Nearly £25 million-worth of attempted fraud has been prevented due to a rapid response scheme which sees bank branch staff contact police if they suspect a customer is in the process of being scammed.
The Banking Protocol means bank and building society branch staff can alert police to suspected frauds taking place, knowing they will receive an immediate priority response.
Figures from trade association UK Finance show £24.7 million of fraud has been prevented and 197 arrests made due to the introduction of the Banking Protocol.
The average fraud prevention per call equates to £6,720.
UK Finance has led the development and implementation of the Banking Protocol - which is a partnership between the finance industry and police supported by National Trading Standards and the Joint Fraud Taskforce.
Under the scheme, if someone visits a branch and asks to withdraw or transfer an amount of cash which appears unusual for them, branch staff will politely ask about the reasons for the transaction.
If staff suspect the customer is potentially going be a victim of fraud, they can call 999 and there will be an immediate priority response to the branch by police.
As well as preventing the fraud, this potentially facilitates the arrest of the fraudster.

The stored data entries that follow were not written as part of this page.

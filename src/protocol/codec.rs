//! NDJSON codec for agent streams.
//!
//! Wraps [`tokio_util::codec::LinesCodec`] with a maximum line length so an
//! unterminated or runaway line from a misbehaving agent cannot exhaust
//! memory. Trailing `\r` is stripped on decode, so `\r\n` terminated input is
//! accepted.

use std::io;

use bytes::BytesMut;
use tokio_util::codec::{Decoder, Encoder, LinesCodec, LinesCodecError};

use crate::{AppError, Result};

/// Default maximum line length accepted on the inbound stream: 1 MiB.
pub const MAX_LINE_BYTES: usize = 1_048_576;

/// Line codec used for both directions of an agent session.
///
/// Decode errors for over-long or non-UTF-8 lines are [`AppError::Protocol`]
/// and leave the codec usable: the offending line is discarded and the next
/// line decodes normally. I/O failures map to [`AppError::Io`].
#[derive(Debug)]
pub struct NdjsonCodec {
    inner: LinesCodec,
    max_length: usize,
}

impl NdjsonCodec {
    /// Codec with the default [`MAX_LINE_BYTES`] limit.
    #[must_use]
    pub fn new() -> Self {
        Self::with_max_length(MAX_LINE_BYTES)
    }

    /// Codec rejecting lines longer than `max_length` bytes.
    #[must_use]
    pub fn with_max_length(max_length: usize) -> Self {
        Self {
            inner: LinesCodec::new_with_max_length(max_length),
            max_length,
        }
    }

    /// Configured line-length limit.
    #[must_use]
    pub fn max_length(&self) -> usize {
        self.max_length
    }

    fn map_error(&self, e: LinesCodecError) -> AppError {
        match e {
            LinesCodecError::MaxLineLengthExceeded => AppError::Protocol(format!(
                "line too long: exceeded {} bytes",
                self.max_length
            )),
            // LinesCodec has already consumed the offending line.
            LinesCodecError::Io(io_err) if io_err.kind() == io::ErrorKind::InvalidData => {
                AppError::Protocol(format!("invalid utf-8 in line: {io_err}"))
            }
            LinesCodecError::Io(io_err) => AppError::Io(io_err.to_string()),
        }
    }
}

impl Default for NdjsonCodec {
    fn default() -> Self {
        Self::new()
    }
}

impl Decoder for NdjsonCodec {
    type Item = String;
    type Error = AppError;

    fn decode(&mut self, src: &mut BytesMut) -> Result<Option<Self::Item>> {
        self.inner.decode(src).map_err(|e| self.map_error(e))
    }

    fn decode_eof(&mut self, src: &mut BytesMut) -> Result<Option<Self::Item>> {
        self.inner.decode_eof(src).map_err(|e| self.map_error(e))
    }
}

impl Encoder<String> for NdjsonCodec {
    type Error = AppError;

    /// Encode `item` as one `\n`-terminated line.
    ///
    /// The length cap is a decode-side concern and is not applied here.
    fn encode(&mut self, item: String, dst: &mut BytesMut) -> Result<()> {
        self.inner.encode(item, dst).map_err(|e| self.map_error(e))
    }
}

Previously, while branch staff could contact police, the response received would vary greatly from one police force to another, UK Finance said.
The new system means that a priority response is guaranteed - and branch staff can be confident to call the police and know that if they have a customer waiting, the police will be there soon.

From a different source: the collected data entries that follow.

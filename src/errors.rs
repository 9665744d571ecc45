//! Error types shared across the runtime.

use std::fmt::{Display, Formatter};

/// Shared runtime result type.
pub type Result<T> = std::result::Result<T, AppError>;

/// Runtime error enumeration covering every session failure mode.
///
/// Payloads are plain strings so a single terminal error can be cloned and
/// handed to every waiting consumer and pending control request.
#[derive(Debug, Clone, PartialEq, Eq)]
pub enum AppError {
    /// Configuration parsing or validation failure.
    Config(String),
    /// Agent binary could not be resolved or the process failed to start.
    Spawn(String),
    /// Agent process exited unexpectedly or its streams closed uncleanly.
    Transport(String),
    /// Malformed wire data or an unrecognised control subtype.
    Protocol(String),
    /// The agent answered a control request with an error response.
    Control(String),
    /// A caller-supplied permission or hook callback failed.
    Callback(String),
    /// In-process MCP server bridge failure.
    Mcp(String),
    /// The session (or one of its channels) is already closed.
    Closed(String),
    /// Requested entity does not exist.
    NotFound(String),
    /// File-system or I/O operation failure.
    Io(String),
}

impl Display for AppError {
    fn fmt(&self, f: &mut Formatter<'_>) -> std::fmt::Result {
        match self {
            Self::Config(msg) => write!(f, "config: {msg}"),
            Self::Spawn(msg) => write!(f, "spawn: {msg}"),
            Self::Transport(msg) => write!(f, "transport: {msg}"),
            Self::Protocol(msg) => write!(f, "protocol: {msg}"),
            Self::Control(msg) => write!(f, "control: {msg}"),
            Self::Callback(msg) => write!(f, "callback: {msg}"),
            Self::Mcp(msg) => write!(f, "mcp: {msg}"),
            Self::Closed(msg) => write!(f, "closed: {msg}"),
            Self::NotFound(msg) => write!(f, "not found: {msg}"),
            Self::Io(msg) => write!(f, "io: {msg}"),
        }
    }
}

impl std::error::Error for AppError {}

impl AppError {
    /// Message text without the category prefix.
    ///
    /// Used when an error is written back to the agent inside a
    /// `control_response`, where the category is noise.
    #[must_use]
    pub fn message(&self) -> &str {
        match self {
            Self::Config(msg)
            | Self::Spawn(msg)
            | Self::Transport(msg)
            | Self::Protocol(msg)
            | Self::Control(msg)
            | Self::Callback(msg)
            | Self::Mcp(msg)
            | Self::Closed(msg)
            | Self::NotFound(msg)
            | Self::Io(msg) => msg,
        }
    }
}

impl From<toml::de::Error> for AppError {
    fn from(err: toml::de::Error) -> Self {
        Self::Config(format!("invalid config: {err}"))
    }
}

impl From<serde_json::Error> for AppError {
    fn from(err: serde_json::Error) -> Self {
        Self::Protocol(format!("json: {err}"))
    }
}

impl From<std::io::Error> for AppError {
    fn from(err: std::io::Error) -> Self {
        Self::Io(err.to_string())
    }
}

Some 48 financial organisations, including the Post Office, are committed to the Banking Protocol nationally. Any organisation proving banking facilities with a branch network can join the scheme for free.
A national rollout of the scheme began in May 2017, following a pilot in London launched in October 2016.
The most recent figures show that the scheme prevented over £3 million in fraud in May 2018 - a monthly record.
As well as stopping frauds taking place, the scheme ensures a consistent response to potential victims and gives them extra support to prevent them becoming a victim in the future.
Katy Worobec, managing director of economic crime at UK Finance, said: "Fraud can have a devastating impact on victims and is often targeted at the most vulnerable people in society, which is why we must work together to prevent it.
"The Banking Protocol shows how close co-operation between the industry and law enforcement can help to protect victims and crack down on fraudsters.
"This kind of joined-up approach is crucial to stay one step ahead and ensure that unscrupulous scammers preying on customers are brought to justice."
Detective Chief Superintendent Glenn Maleary, head of the City of London Police's Economic Crime Directorate, said: "The scale and borderless nature of fraud means we are having to find new and innovative ways to protect the public and deter the criminals.
"Banks are often the first point of contact for someone who is about to fall victim to fraud, so the Banking Protocol is a vital way of protecting vulnerable victims and preventing fraudsters from taking advantage of them.
"Since it was initiated, the Protocol has built its strength and though it is now preventing people losing millions of pounds to fraudsters, we have to remain vigilant to changing criminal trends and adapt accordingly."